A nitrogen-bearing molecule with a structure similar to DNA precursors has been detected on Mars for the first time, the result of a chemical experiment never before performed on another world. The finding comes from NASA's Curiosity rover, which used a technique called TMAH to break apart larger organic molecules in a clay-rich region of Gale crater, revealing a diverse mix of chemicals that have been preserved for an estimated 3.5 billion years.
The experiment identified more than 20 organic molecules, including benzothiophene, a large sulfurous compound commonly delivered to planets by meteorites. The same meteoritic material that reached Mars also rained down on early Earth, where it likely contributed to the building blocks of life.

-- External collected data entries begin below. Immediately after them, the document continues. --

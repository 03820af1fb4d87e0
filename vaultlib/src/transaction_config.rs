// Copyright 2025 MaidSafe.net limited.
//
// This SAFE Network Software is licensed to you under The General Public License (GPL), version 3.
// Unless required by applicable law or agreed to in writing, the SAFE Network Software distributed
// under the GPL Licence is distributed on an "AS IS" BASIS, WITHOUT WARRANTIES OR CONDITIONS OF ANY
// KIND, either express or implied. Please review the Licences for the specific language governing
// permissions and limitations relating to use of the SAFE Network Software.

#[derive(Clone, Debug, Default)]
pub struct TransactionConfig {
    /// Gas ceiling for the vault and factory deployments.
    pub deploy_gas_limit: Option<u64>,
    /// Gas ceiling for the proxy-creation call. Typically higher than the
    /// deployment ceiling since the call triggers a secondary contract
    /// creation inside the factory.
    pub create_gas_limit: Option<u64>,
    pub max_fee_per_gas: MaxFeePerGas,
}

#[derive(Clone, Debug, Default)]
pub enum MaxFeePerGas {
    /// Use the current market price for fee per gas. WARNING: This can result in unexpected high gas fees!
    #[default]
    Auto,
    /// Use the current market price for fee per gas, but with an upper limit.
    LimitedAuto(u128),
    /// Use a custom max fee per gas in WEI.
    Custom(u128),
}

The discovery was made in 2020 in the Glen Torridon region, an ancient lake bed where clay minerals can trap and preserve organic compounds better than other materials. Curiosity landed in this crater in August 2012 with a mission to find evidence that ancient Mars had conditions capable of supporting microbial life billions of years ago.
Amy Williams, Ph.D., a professor of geological sciences at the University of Florida and scientist on both the Curiosity and Perseverance rover missions, helped develop the experiment.
Amy Williams:
"We think we're looking at organic matter that's been preserved on Mars for 3.5 billion years. It's really useful to have evidence that ancient organic matter is preserved, because that is a way to assess the habitability of an environment. And if we want to search for evidence of life in the form of preserved organic carbon, this demonstrates it's possible."

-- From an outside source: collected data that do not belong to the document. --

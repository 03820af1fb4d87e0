// Copyright 2025 MaidSafe.net limited.
//
// This SAFE Network Software is licensed to you under The General Public License (GPL), version 3.
// Unless required by applicable law or agreed to in writing, the SAFE Network Software distributed
// under the GPL Licence is distributed on an "AS IS" BASIS, WITHOUT WARRANTIES OR CONDITIONS OF ANY
// KIND, either express or implied. Please review the Licences for the specific language governing
// permissions and limitations relating to use of the SAFE Network Software.

//! Normalization of merchant-supplied addresses into the canonical form
//! used for contract-call arguments.

use crate::common::Address;
use std::str::FromStr;

/// Hex form of a TRON account: one `0x41` version byte followed by the
/// 20-byte account id.
const TRON_HEX_LEN: usize = 42;
const TRON_VERSION_PREFIX: &str = "41";

#[derive(thiserror::Error, Debug)]
pub enum Error {
    #[error("invalid address: {0}")]
    InvalidAddress(String),
}

/// Parse an address given in any supported representation: `0x`-prefixed
/// hex, bare 40-character hex, or the `41`-prefixed hex form produced by
/// TRON tooling (the last 20 bytes are the account).
///
/// Normalization is deterministic and idempotent; malformed input is
/// rejected rather than coerced.
pub fn normalize(input: &str) -> Result<Address, Error> {
    let trimmed = input.trim();
    let body = trimmed
        .strip_prefix("0x")
        .or_else(|| trimmed.strip_prefix("0X"))
        .unwrap_or(trimmed);

    // A 21-byte payload is only ever the TRON hex form.
    let body = if body.len() == TRON_HEX_LEN && body.starts_with(TRON_VERSION_PREFIX) {
        &body[TRON_VERSION_PREFIX.len()..]
    } else {
        body
    };

    Address::from_str(body).map_err(|_| Error::InvalidAddress(trimmed.to_string()))
}

/// The canonical (EIP-55 checksummed) encoding of an address.
pub fn canonical(address: Address) -> String {
    address.to_checksum(None)
}

/// Validity predicate for normalization results. Only the exact canonical
/// encoding passes, which is what gets handed to contract calls.
pub fn is_canonical(input: &str) -> bool {
    Address::parse_checksummed(input, None).is_ok()
}

#[cfg(test)]
mod tests {
    use super::*;

    const CHECKSUMMED: &str = "0x77E1E5E7b4614138676d9F70e53a9926d83a45c3";

    #[test]
    fn accepts_prefixed_and_bare_hex() {
        let prefixed = normalize(CHECKSUMMED).expect("checksummed input");
        let bare = normalize(&CHECKSUMMED[2..]).expect("bare input");
        let lower = normalize(&CHECKSUMMED.to_lowercase()).expect("lowercase input");
        assert_eq!(prefixed, bare);
        assert_eq!(prefixed, lower);
    }

    #[test]
    fn accepts_tron_hex_form() {
        let tron_hex = format!("41{}", &CHECKSUMMED[2..]);
        let address = normalize(&tron_hex).expect("tron hex input");
        assert_eq!(canonical(address), CHECKSUMMED);
    }

    #[test]
    fn is_idempotent() {
        let address = normalize(CHECKSUMMED).expect("valid input");
        let again = normalize(&canonical(address)).expect("canonical input");
        assert_eq!(address, again);
        assert_eq!(canonical(again), canonical(address));
    }

    #[test]
    fn rejects_malformed_input() {
        for input in ["", "0x", "0x1234", "not-an-address", "0xzz1E5E7b4614138676d9F70e53a9926d83a45c3"] {
            assert!(
                matches!(normalize(input), Err(Error::InvalidAddress(_))),
                "{input:?} should be rejected"
            );
        }
    }

    #[test]
    fn validity_predicate_requires_checksum() {
        let address = normalize(CHECKSUMMED).expect("valid input");
        assert!(is_canonical(&canonical(address)));
        assert!(!is_canonical(&CHECKSUMMED.to_lowercase()));
        assert!(!is_canonical("garbage"));
    }
}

The instrument suite that performed the experiment, Sample Analysis at Mars (SAM), has driven many of the mission's most significant discoveries about Martian organic chemistry and habitability. SAM is led in part by Jennifer Eigenbrode, Ph.D., an astrobiologist at NASA's Goddard Space Flight Center.

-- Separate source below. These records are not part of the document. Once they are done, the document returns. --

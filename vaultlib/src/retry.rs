// Copyright 2025 MaidSafe.net limited.
//
// This SAFE Network Software is licensed to you under The General Public License (GPL), version 3.
// Unless required by applicable law or agreed to in writing, the SAFE Network Software distributed
// under the GPL Licence is distributed on an "AS IS" BASIS, WITHOUT WARRANTIES OR CONDITIONS OF ANY
// KIND, either express or implied. Please review the Licences for the specific language governing
// permissions and limitations relating to use of the SAFE Network Software.

use std::future::Future;
use std::time::Duration;

#[derive(thiserror::Error, Debug, PartialEq, Eq)]
#[error("gave up after {attempts} attempts")]
pub(crate) struct Exhausted {
    pub(crate) attempts: u32,
}

/// Run an async probe up to `max_attempts` times with a fixed delay between
/// attempts. The probe reports `Ok(Some(_))` when it has a result,
/// `Ok(None)` when there is nothing yet, and `Err` on a transient failure.
/// Failures are logged and consume an attempt rather than aborting.
pub(crate) async fn poll_until<F, Fut, T, E>(
    max_attempts: u32,
    delay: Duration,
    operation_id: &str,
    mut probe: F,
) -> Result<T, Exhausted>
where
    F: FnMut() -> Fut,
    Fut: Future<Output = Result<Option<T>, E>>,
    E: std::fmt::Debug,
{
    for attempt in 1..=max_attempts {
        match probe().await {
            Ok(Some(value)) => return Ok(value),
            Ok(None) => {
                debug!("{operation_id}: nothing yet on attempt {attempt}/{max_attempts}");
            }
            Err(err) => {
                warn!("{operation_id}: attempt {attempt}/{max_attempts} failed: {err:?}");
            }
        }

        if attempt < max_attempts {
            tokio::time::sleep(delay).await;
        }
    }

    error!("{operation_id} exhausted its {max_attempts} attempts");
    Err(Exhausted {
        attempts: max_attempts,
    })
}

#[cfg(test)]
mod tests {
    use super::*;
    use std::sync::atomic::{AtomicU32, Ordering};

    #[tokio::test(start_paused = true)]
    async fn returns_as_soon_as_the_probe_succeeds() {
        let attempts = AtomicU32::new(0);
        let attempts = &attempts;
        let result = poll_until(5, Duration::from_secs(1), "probe", || async move {
            let n = attempts.fetch_add(1, Ordering::SeqCst) + 1;
            Ok::<_, ()>((n == 3).then_some(n))
        })
        .await;
        assert_eq!(result, Ok(3));
        assert_eq!(attempts.load(Ordering::SeqCst), 3);
    }

    #[tokio::test(start_paused = true)]
    async fn errors_consume_attempts_instead_of_aborting() {
        let attempts = AtomicU32::new(0);
        let attempts = &attempts;
        let result: Result<u32, Exhausted> =
            poll_until(4, Duration::from_secs(1), "probe", || async move {
                attempts.fetch_add(1, Ordering::SeqCst);
                Err::<Option<u32>, &str>("flaky rpc")
            })
            .await;
        assert_eq!(result, Err(Exhausted { attempts: 4 }));
        assert_eq!(attempts.load(Ordering::SeqCst), 4);
    }

    #[tokio::test(start_paused = true)]
    async fn waits_the_configured_delay_between_attempts() {
        let started = tokio::time::Instant::now();
        let result: Result<(), Exhausted> =
            poll_until(3, Duration::from_secs(5), "probe", || async {
                Ok::<Option<()>, ()>(None)
            })
            .await;
        assert_eq!(result, Err(Exhausted { attempts: 3 }));
        // Two inter-attempt delays, none after the final attempt.
        assert_eq!(started.elapsed(), Duration::from_secs(10));
    }
}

The TMAH chemical used to break apart the molecules is in critically short supply: Curiosity carries only two cups. Mission planners had to select the sampling location with extreme care.
The same technique is now planned for future missions, including the Rosalind Franklin mission to Mars and the Dragonfly expedition to Saturn's moon Titan.
Amy Williams, Ph.D. "The same stuff that rained down on Mars from meteorites is what rained down on Earth, and it probably provided the building blocks for life as we know it on our planet."
The experiment cannot determine whether these organic compounds originated from potential past life on Mars, formed through geologic processes, or arrived via meteorites. Definitive identification of biosignatures would require returning rock samples to Earth for analysis.
Williams noted that the presence of large complex organics in the shallow Martian subsurface raises the possibility that even larger molecules diagnostic of life could have survived.
Amy Williams, Ph.D.:
"We now know that there are big complex organics preserved in the shallow subsurface of Mars, and that holds a lot of promise for preserving large complex organics that might be diagnostic of life."
The Perseverance rover, which landed in 2021, continues the search for signs of ancient life and is caching samples for a potential future return mission.
DOI : 10.1038/s41467-026-70656-0